• Work instruction:
Determine how many lines in the listing contain the string "iteration"; respond with the number alone.

• Input material:
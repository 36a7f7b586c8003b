use crate::core::job::Job;
use crate::core::queue::JobQueue;
use crate::core::wire::{self, WireResource};
use crate::error::Result;
use serde::Serialize;
use std::sync::Arc;

/// A concrete task launch: an admitted job plus the wire-format resource
/// entries describing its grant, ready to hand to the cluster manager.
#[derive(Debug, Clone, Serialize)]
pub struct TaskAssignment {
    pub job: Job,
    pub resources: Vec<WireResource>,
}

/// Matches resource offers against the shared admission queue.
///
/// Owns no state beyond a handle to the queue; all capacity bookkeeping for a
/// single offer happens locally while the offer is being carved up.
pub struct Dispatcher {
    queue: Arc<JobQueue>,
}

impl Dispatcher {
    pub fn new(queue: Arc<JobQueue>) -> Self {
        Self { queue }
    }

    pub fn queue(&self) -> &JobQueue {
        &self.queue
    }

    /// Handle one resource offer: decode it, admit the queued prefix that
    /// fits its cpu/mem budget, and carve a concrete grant for each admitted
    /// job out of the offered capacity.
    ///
    /// Every admitted job is granted its max demand, except the single
    /// elastic-tail admission, which receives whatever slack is left
    /// (always at least its min demand, by the admission condition).
    pub fn handle_offer(&self, offer: &[WireResource]) -> Result<Vec<TaskAssignment>> {
        let available = wire::decode(offer)?;
        let admitted = self
            .queue
            .pop_many(available.cpu(), available.mem_mb());
        if admitted.is_empty() {
            tracing::debug!(
                cpu = available.cpu(),
                mem_mb = available.mem_mb(),
                "no queued job fits this offer"
            );
            return Ok(Vec::new());
        }

        let mut remaining = available;
        let mut assignments = Vec::with_capacity(admitted.len());
        for job in admitted {
            let cpu = job.cpu.max().min(remaining.cpu());
            let mem_mb = job.mem_mb.max().min(remaining.mem_mb());
            let (grant, rest) = remaining.split(cpu, mem_mb, 0, 0, 0)?;
            remaining = rest;
            tracing::info!(
                job_id = job.id,
                cpu = grant.cpu(),
                mem_mb = grant.mem_mb(),
                "dispatching job"
            );
            assignments.push(TaskAssignment {
                resources: wire::construct(grant.cpu(), grant.mem_mb()),
                job,
            });
        }
        Ok(assignments)
    }
}
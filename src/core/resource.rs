use crate::error::{Error, Result};
use serde::{Deserialize, Serialize};
use smallvec::SmallVec;

/// Port ranges per resource are almost always few; keep them inline.
pub type RangeSet = SmallVec<[Range; 4]>;

/// A closed interval `[begin, end]` of port numbers.
#[derive(Debug, Clone, Copy, PartialEq, Eq, PartialOrd, Ord, Serialize, Deserialize)]
pub struct Range {
    begin: u64,
    end: u64,
}

impl Range {
    pub fn new(begin: u64, end: u64) -> Result<Self> {
        if begin > end {
            return Err(Error::InvalidRange { begin, end });
        }
        Ok(Self { begin, end })
    }

    pub fn begin(&self) -> u64 {
        self.begin
    }

    pub fn end(&self) -> u64 {
        self.end
    }

    /// Number of ports covered by this range.
    pub fn width(&self) -> u64 {
        self.end - self.begin + 1
    }

    fn overlaps(&self, other: &Range) -> bool {
        self.begin <= other.end && other.begin <= self.end
    }

    /// Split off the lowest `amount` ports, returning the taken sub-range and
    /// the remainder fragment (None when the range is consumed exactly).
    ///
    /// Caller guarantees `1 <= amount <= width()`.
    pub(crate) fn take(&self, amount: u64) -> (Range, Option<Range>) {
        debug_assert!(amount >= 1 && amount <= self.width());
        if amount == self.width() {
            return (*self, None);
        }
        let taken = Range {
            begin: self.begin,
            end: self.begin + amount - 1,
        };
        let rest = Range {
            begin: self.begin + amount,
            end: self.end,
        };
        (taken, Some(rest))
    }
}

impl std::fmt::Display for Range {
    fn fmt(&self, f: &mut std::fmt::Formatter<'_>) -> std::fmt::Result {
        write!(f, "{}-{}", self.begin, self.end)
    }
}

/// An immutable snapshot of available or granted capacity.
///
/// Scalar dimensions (cpu, memory, disk, gpus) plus a sorted set of
/// non-overlapping port ranges. Every transformation produces a new value;
/// nothing here mutates in place, so no locking is needed around resource
/// accounting itself.
#[derive(Debug, Clone, Default, PartialEq, Serialize, Deserialize)]
pub struct Resource {
    cpu: f64,
    mem_mb: u64,
    disk_mb: u64,
    gpus: u32,
    ports: RangeSet,
}

impl Resource {
    pub fn new(
        cpu: f64,
        mem_mb: u64,
        disk_mb: u64,
        gpus: u32,
        ports: impl IntoIterator<Item = Range>,
    ) -> Result<Self> {
        if !cpu.is_finite() || cpu < 0.0 {
            return Err(Error::MalformedOffer(format!("negative cpus: {cpu}")));
        }
        let mut ports: RangeSet = ports.into_iter().collect();
        ports.sort_unstable();
        for pair in ports.windows(2) {
            if pair[0].overlaps(&pair[1]) {
                return Err(Error::OverlappingRanges(
                    pair[0].to_string(),
                    pair[1].to_string(),
                ));
            }
        }
        Ok(Self {
            cpu,
            mem_mb,
            disk_mb,
            gpus,
            ports,
        })
    }

    pub fn cpu(&self) -> f64 {
        self.cpu
    }

    pub fn mem_mb(&self) -> u64 {
        self.mem_mb
    }

    pub fn disk_mb(&self) -> u64 {
        self.disk_mb
    }

    pub fn gpus(&self) -> u32 {
        self.gpus
    }

    /// Port ranges, sorted ascending.
    pub fn ports(&self) -> &[Range] {
        &self.ports
    }

    /// Total number of ports across all ranges.
    pub fn port_amount(&self) -> u64 {
        self.ports.iter().map(Range::width).sum()
    }

    /// Extract a sub-resource with exactly the requested amounts.
    ///
    /// Ports are selected deterministically, lowest-numbered first, splitting
    /// a range into a taken and a remaining fragment when it is larger than
    /// what is still needed. Fails with `ResourceExhausted` when any dimension
    /// falls short; never returns less than requested.
    ///
    /// The receiver is not modified. Callers tracking remaining capacity
    /// across successive cuts should use [`Resource::split`].
    pub fn cut(
        &self,
        cpu: f64,
        mem_mb: u64,
        gpus: u32,
        port_amount: u64,
        disk_mb: u64,
    ) -> Result<Resource> {
        self.split(cpu, mem_mb, gpus, port_amount, disk_mb)
            .map(|(grant, _rest)| grant)
    }

    /// Like [`Resource::cut`], but also returns what is left of the receiver,
    /// so one offer can be carved into several grants without re-decoding.
    pub fn split(
        &self,
        cpu: f64,
        mem_mb: u64,
        gpus: u32,
        port_amount: u64,
        disk_mb: u64,
    ) -> Result<(Resource, Resource)> {
        if cpu > self.cpu {
            return Err(Error::ResourceExhausted {
                dimension: "cpus",
                requested: cpu,
                available: self.cpu,
            });
        }
        if mem_mb > self.mem_mb {
            return Err(Error::ResourceExhausted {
                dimension: "mem",
                requested: mem_mb as f64,
                available: self.mem_mb as f64,
            });
        }
        if disk_mb > self.disk_mb {
            return Err(Error::ResourceExhausted {
                dimension: "disk",
                requested: disk_mb as f64,
                available: self.disk_mb as f64,
            });
        }
        if gpus > self.gpus {
            return Err(Error::ResourceExhausted {
                dimension: "gpus",
                requested: gpus as f64,
                available: self.gpus as f64,
            });
        }
        if port_amount > self.port_amount() {
            return Err(Error::ResourceExhausted {
                dimension: "ports",
                requested: port_amount as f64,
                available: self.port_amount() as f64,
            });
        }

        let mut needed = port_amount;
        let mut granted = RangeSet::new();
        let mut rest = RangeSet::new();
        for range in &self.ports {
            if needed == 0 {
                rest.push(*range);
            } else if range.width() <= needed {
                needed -= range.width();
                granted.push(*range);
            } else {
                let (taken, remainder) = range.take(needed);
                needed = 0;
                granted.push(taken);
                if let Some(remainder) = remainder {
                    rest.push(remainder);
                }
            }
        }

        let grant = Resource {
            cpu,
            mem_mb,
            disk_mb,
            gpus,
            ports: granted,
        };
        let remaining = Resource {
            cpu: self.cpu - cpu,
            mem_mb: self.mem_mb - mem_mb,
            disk_mb: self.disk_mb - disk_mb,
            gpus: self.gpus - gpus,
            ports: rest,
        };
        Ok((grant, remaining))
    }
}
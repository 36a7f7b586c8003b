use crate::core::job::Job;
use crate::error::{Error, Result};
use serde::{Deserialize, Serialize};
use std::collections::VecDeque;
use std::sync::atomic::{AtomicU32, Ordering};
use std::sync::{Condvar, Mutex, MutexGuard, PoisonError};
use strum::Display;

/// What `push` does when a bounded queue is at capacity.
#[derive(Debug, Clone, Copy, Default, PartialEq, Eq, Serialize, Deserialize, Display)]
#[serde(rename_all = "snake_case")]
pub enum BackpressurePolicy {
    /// Block the caller until space frees up or the queue is closed.
    #[default]
    #[strum(to_string = "block")]
    Block,
    /// Fail immediately with `QueueFull`.
    #[strum(to_string = "reject")]
    Reject,
}

struct Inner {
    jobs: VecDeque<Job>,
    closed: bool,
}

/// FIFO admission queue of pending jobs with monotonic id issuance.
///
/// One instance is shared (via `Arc`) between the submission path and the
/// offer-handling path. `push`/`pop` are independently safe and may interleave
/// with an in-progress [`JobQueue::pop_many`]; only concurrent `pop_many`
/// callers are serialized against each other, so two offers never race their
/// admission decisions against the same head job.
pub struct JobQueue {
    inner: Mutex<Inner>,
    /// Signalled whenever space frees up or the queue closes.
    space: Condvar,
    /// Serializes the peek-decide-dequeue sequence of `pop_many` only.
    dispatch: Mutex<()>,
    next_id: AtomicU32,
    capacity: Option<usize>,
    policy: BackpressurePolicy,
}

impl Default for JobQueue {
    fn default() -> Self {
        Self::new()
    }
}

impl JobQueue {
    /// An unbounded queue; `push` never blocks.
    pub fn new() -> Self {
        Self {
            inner: Mutex::new(Inner {
                jobs: VecDeque::new(),
                closed: false,
            }),
            space: Condvar::new(),
            dispatch: Mutex::new(()),
            next_id: AtomicU32::new(1),
            capacity: None,
            policy: BackpressurePolicy::default(),
        }
    }

    /// A queue holding at most `capacity` jobs, applying `policy` on overflow.
    pub fn bounded(capacity: usize, policy: BackpressurePolicy) -> Self {
        Self {
            capacity: Some(capacity),
            policy,
            ..Self::new()
        }
    }

    fn lock_inner(&self) -> MutexGuard<'_, Inner> {
        // A poisoned lock means a panic mid-mutation elsewhere; the deque
        // itself is still structurally sound, so keep serving.
        self.inner.lock().unwrap_or_else(PoisonError::into_inner)
    }

    /// Atomically issue the next job id. Ids start at 1, are strictly
    /// increasing, and are never reused within the process lifetime.
    pub fn issue_job_id(&self) -> u32 {
        self.next_id.fetch_add(1, Ordering::Relaxed)
    }

    /// Enqueue a job at the tail.
    ///
    /// Unbounded queues never block. Bounded queues either fail with
    /// `QueueFull` (Reject) or block the calling thread until space frees up
    /// (Block); a blocked push woken by [`JobQueue::close`] fails with
    /// `Interrupted` and leaves the queue unmodified.
    pub fn push(&self, job: Job) -> Result<()> {
        let mut inner = self.lock_inner();
        if inner.closed {
            return Err(Error::Interrupted);
        }
        if let Some(capacity) = self.capacity {
            match self.policy {
                BackpressurePolicy::Reject => {
                    if inner.jobs.len() >= capacity {
                        return Err(Error::QueueFull(capacity));
                    }
                }
                BackpressurePolicy::Block => {
                    while inner.jobs.len() >= capacity && !inner.closed {
                        inner = self
                            .space
                            .wait(inner)
                            .unwrap_or_else(PoisonError::into_inner);
                    }
                    if inner.closed {
                        return Err(Error::Interrupted);
                    }
                }
            }
        }
        tracing::debug!(job_id = job.id, "job enqueued");
        inner.jobs.push_back(job);
        Ok(())
    }

    /// Remove and return the head job, if any. Never blocks.
    pub fn pop(&self) -> Option<Job> {
        let job = self.lock_inner().jobs.pop_front();
        if job.is_some() {
            self.space.notify_one();
        }
        job
    }

    /// Dequeue the FIFO prefix of jobs that fits the offered budget.
    ///
    /// Greedy and head-of-line: a job whose max demand fits is admitted at
    /// max and iteration continues; a job whose min demand strictly fits the
    /// remaining slack is admitted as the single elastic tail and iteration
    /// stops; anything else stops without dequeuing. No job is ever skipped
    /// over, preserving strict submission order.
    pub fn pop_many(&self, cpu_budget: f64, mem_budget: u64) -> Vec<Job> {
        let _dispatch = self
            .dispatch
            .lock()
            .unwrap_or_else(PoisonError::into_inner);

        enum Fit {
            Max,
            ElasticTail,
        }

        let mut admitted = Vec::new();
        let mut cpu_used = 0.0_f64;
        let mut mem_used = 0_u64;
        loop {
            let mut inner = self.lock_inner();
            let Some(head) = inner.jobs.front() else {
                break;
            };
            let fit = if cpu_used + head.cpu.max() <= cpu_budget
                && mem_used + head.mem_mb.max() <= mem_budget
            {
                Fit::Max
            } else if cpu_used + head.cpu.min() < cpu_budget
                && mem_used + head.mem_mb.min() < mem_budget
            {
                Fit::ElasticTail
            } else {
                tracing::debug!(
                    job_id = head.id,
                    cpu_used,
                    mem_used,
                    "head does not fit remaining budget, stopping admission"
                );
                break;
            };

            let Some(job) = inner.jobs.pop_front() else {
                break;
            };
            drop(inner);
            self.space.notify_one();

            match fit {
                Fit::Max => {
                    cpu_used += job.cpu.max();
                    mem_used += job.mem_mb.max();
                    tracing::debug!(job_id = job.id, cpu_used, mem_used, "admitted at max demand");
                    admitted.push(job);
                }
                Fit::ElasticTail => {
                    // At most one job per call is admitted on its min demand,
                    // to soak up slack a strict max check would leave idle.
                    tracing::debug!(job_id = job.id, "admitted as elastic tail");
                    admitted.push(job);
                    break;
                }
            }
        }
        admitted
    }

    /// A copy of the current queue contents, head first. Not a live view;
    /// may be stale as soon as it returns under concurrent mutation.
    pub fn snapshot(&self) -> Vec<Job> {
        self.lock_inner().jobs.iter().cloned().collect()
    }

    pub fn len(&self) -> usize {
        self.lock_inner().jobs.len()
    }

    pub fn is_empty(&self) -> bool {
        self.lock_inner().jobs.is_empty()
    }

    /// Administrative reset: drop all queued jobs and restart id issuance.
    pub fn clear(&self) {
        let mut inner = self.lock_inner();
        let dropped = inner.jobs.len();
        inner.jobs.clear();
        self.next_id.store(1, Ordering::Relaxed);
        drop(inner);
        if dropped > 0 {
            tracing::info!(dropped, "queue cleared");
            self.space.notify_all();
        }
    }

    /// Close the queue: wake all blocked pushers with `Interrupted` and fail
    /// any subsequent push the same way. Queued jobs remain poppable.
    pub fn close(&self) {
        self.lock_inner().closed = true;
        self.space.notify_all();
    }
}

• Solution to this problem:
2